With the help of Driessen, an engineer from KLM, the aircraft was pulled out of the water by De Tweeling and placed on the deck of the ship. The river police seized the aircraft, which was later handed over to KLM.

==Occupants==
There were six people on board: the pilot and five female passengers.
- J.J. Schott, an experienced KLM pilot on Fokker F.VII and Fokker F.VIIa airplanes. He had a head injury.
- A. ten Cate-De Lorraine Holting (53 years old), a married woman from Deventer. She didn’t survive the accident.
- B.H. ten Cate (19 years old), the daughter of A. ten Cate-De Lorraine Holting, also from Deventer. She had head injuries.
- C.F.E.G. Kappeyne (67 years old) from The Hague. She had a broken leg.

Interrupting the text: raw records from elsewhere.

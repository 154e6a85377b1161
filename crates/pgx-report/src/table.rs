//! WordprocessingML fragment for the results table.

use std::io::Write;

use anyhow::{Context, Result};
use quick_xml::Writer;
use quick_xml::events::{BytesEnd, BytesStart, BytesText, Event};

use pgx_model::SummaryRow;

use crate::layout::{PageGeometry, RiskLevel, cm_to_twips, fit_column_widths, soft_breaks};

/// WordprocessingML main namespace.
pub const WORDML_NS: &str = "http://schemas.openxmlformats.org/wordprocessingml/2006/main";

pub const HEADERS: [&str; 4] = [
    "Gen",
    "Fenotipo",
    "Fármaco de interés",
    "Recomendación terapéutica",
];

pub const HEADER_FILL: &str = "DDDDDD";

/// Run sizes in half-points.
const HEADER_SIZE: &str = "20";
const BODY_SIZE: &str = "19";
const RECOMMENDATION_SIZE: &str = "18";

struct Cell<'a> {
    text: &'a str,
    width: u32,
    fill: Option<&'a str>,
    size: &'a str,
}

fn write_empty<W: Write>(writer: &mut Writer<W>, name: &str, attrs: &[(&str, &str)]) -> Result<()> {
    let mut element = BytesStart::new(name);
    for attr in attrs {
        element.push_attribute(*attr);
    }
    writer.write_event(Event::Empty(element))?;
    Ok(())
}

fn write_cell<W: Write>(writer: &mut Writer<W>, cell: &Cell<'_>) -> Result<()> {
    let width = cell.width.to_string();
    writer.write_event(Event::Start(BytesStart::new("w:tc")))?;

    writer.write_event(Event::Start(BytesStart::new("w:tcPr")))?;
    write_empty(writer, "w:tcW", &[("w:w", width.as_str()), ("w:type", "dxa")])?;
    if let Some(fill) = cell.fill {
        write_empty(
            writer,
            "w:shd",
            &[("w:val", "clear"), ("w:color", "auto"), ("w:fill", fill)],
        )?;
    }
    writer.write_event(Event::End(BytesEnd::new("w:tcPr")))?;

    writer.write_event(Event::Start(BytesStart::new("w:p")))?;
    writer.write_event(Event::Start(BytesStart::new("w:r")))?;
    writer.write_event(Event::Start(BytesStart::new("w:rPr")))?;
    write_empty(writer, "w:sz", &[("w:val", cell.size)])?;
    writer.write_event(Event::End(BytesEnd::new("w:rPr")))?;
    for (idx, line) in cell.text.split('\n').enumerate() {
        if idx > 0 {
            write_empty(writer, "w:br", &[])?;
        }
        let mut text = BytesStart::new("w:t");
        text.push_attribute(("xml:space", "preserve"));
        writer.write_event(Event::Start(text))?;
        writer.write_event(Event::Text(BytesText::new(line)))?;
        writer.write_event(Event::End(BytesEnd::new("w:t")))?;
    }
    writer.write_event(Event::End(BytesEnd::new("w:r")))?;
    writer.write_event(Event::End(BytesEnd::new("w:p")))?;

    writer.write_event(Event::End(BytesEnd::new("w:tc")))?;
    Ok(())
}

/// Writes the results table as a `<w:tbl>` element.
///
/// Columns use fixed widths fitted to `page`; phenotype and recommendation
/// cells are shaded by risk, and the drug and recommendation texts get soft
/// line breaks.
pub fn write_results_table<W: Write>(
    writer: &mut Writer<W>,
    rows: &[SummaryRow],
    page: &PageGeometry,
) -> Result<()> {
    let widths = fit_column_widths(page).map(cm_to_twips);
    let total = widths.iter().sum::<u32>().to_string();

    let mut table = BytesStart::new("w:tbl");
    table.push_attribute(("xmlns:w", WORDML_NS));
    writer.write_event(Event::Start(table))?;

    writer.write_event(Event::Start(BytesStart::new("w:tblPr")))?;
    write_empty(writer, "w:tblStyle", &[("w:val", "TableGrid")])?;
    write_empty(writer, "w:tblW", &[("w:w", total.as_str()), ("w:type", "dxa")])?;
    write_empty(writer, "w:tblLayout", &[("w:type", "fixed")])?;
    writer.write_event(Event::End(BytesEnd::new("w:tblPr")))?;

    writer.write_event(Event::Start(BytesStart::new("w:tblGrid")))?;
    for width in widths {
        let width = width.to_string();
        write_empty(writer, "w:gridCol", &[("w:w", width.as_str())])?;
    }
    writer.write_event(Event::End(BytesEnd::new("w:tblGrid")))?;

    writer.write_event(Event::Start(BytesStart::new("w:tr")))?;
    for (header, width) in HEADERS.iter().zip(widths) {
        write_cell(
            writer,
            &Cell {
                text: header,
                width,
                fill: Some(HEADER_FILL),
                size: HEADER_SIZE,
            },
        )?;
    }
    writer.write_event(Event::End(BytesEnd::new("w:tr")))?;

    for row in rows {
        let fill = RiskLevel::from(row.category).fill();
        let gene = format!("{}\n{}", row.gene, row.diplotype);
        let drug = soft_breaks(&row.drug_of_interest);
        let recommendation = soft_breaks(&row.recommendation);
        let cells = [
            Cell {
                text: &gene,
                width: widths[0],
                fill: None,
                size: BODY_SIZE,
            },
            Cell {
                text: &row.phenotype,
                width: widths[1],
                fill: Some(fill),
                size: BODY_SIZE,
            },
            Cell {
                text: &drug,
                width: widths[2],
                fill: None,
                size: BODY_SIZE,
            },
            Cell {
                text: &recommendation,
                width: widths[3],
                fill: Some(fill),
                size: RECOMMENDATION_SIZE,
            },
        ];
        writer.write_event(Event::Start(BytesStart::new("w:tr")))?;
        for cell in &cells {
            write_cell(writer, cell)?;
        }
        writer.write_event(Event::End(BytesEnd::new("w:tr")))?;
    }

    writer.write_event(Event::End(BytesEnd::new("w:tbl")))?;
    Ok(())
}

/// Renders the results table fragment to a string.
pub fn results_table_xml(rows: &[SummaryRow], page: &PageGeometry) -> Result<String> {
    let mut writer = Writer::new_with_indent(Vec::new(), b' ', 2);
    write_results_table(&mut writer, rows, page)?;
    String::from_utf8(writer.into_inner()).context("results table is not valid UTF-8")
}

Madam Ten Cate and her daughter had stayed with her.
- G.N. Giphart (29 years old) worked as a nurse at the Coolsingel hospital.
- C.E.G.E. Dolfing (33 years old) worked as a nurse at the Coolsingel hospital.

==Reactions and investigation==
The passengers hadn’t known the location of the emergency hatch in the ceiling of the aircraft. It was stated that all could have survived if they had used the emergency exit, as the exit was above the water for a long time. It was suggested that passengers should be told before a flight where the emergency exit is located.

As KLM had high safety standards, the airline was criticized in the media for using its older airplanes for passenger flights.

===Conclusions===
In November 1928, the investigative committee published their conclusions:
- The aircraft stalled shortly after taking off due to a sudden wind gust that made the aircraft bank towards the north side of the airfield.
- The Fokker F.III required a well-trained pilot as it was difficult to fly under the said conditions.
- Schott, who was a very experienced pilot, was trained for the more modern Fokker F.VII and Fokker F.VIIa airplanes. The Fokker F.III, normally flown by experienced F.III pilots, was used because there were no other aircraft available. Schott only had a brief training session for this type of aircraft. The airport master, Aler, was blamed for sending Schott in this type of aircraft.
- There would have been no fatalities had the emergency hatch been used.

Their recommendation was to establish better procedures under which pilots are assigned to fly certain types of aircraft. Another recommendation was better visibility of the emergency exit.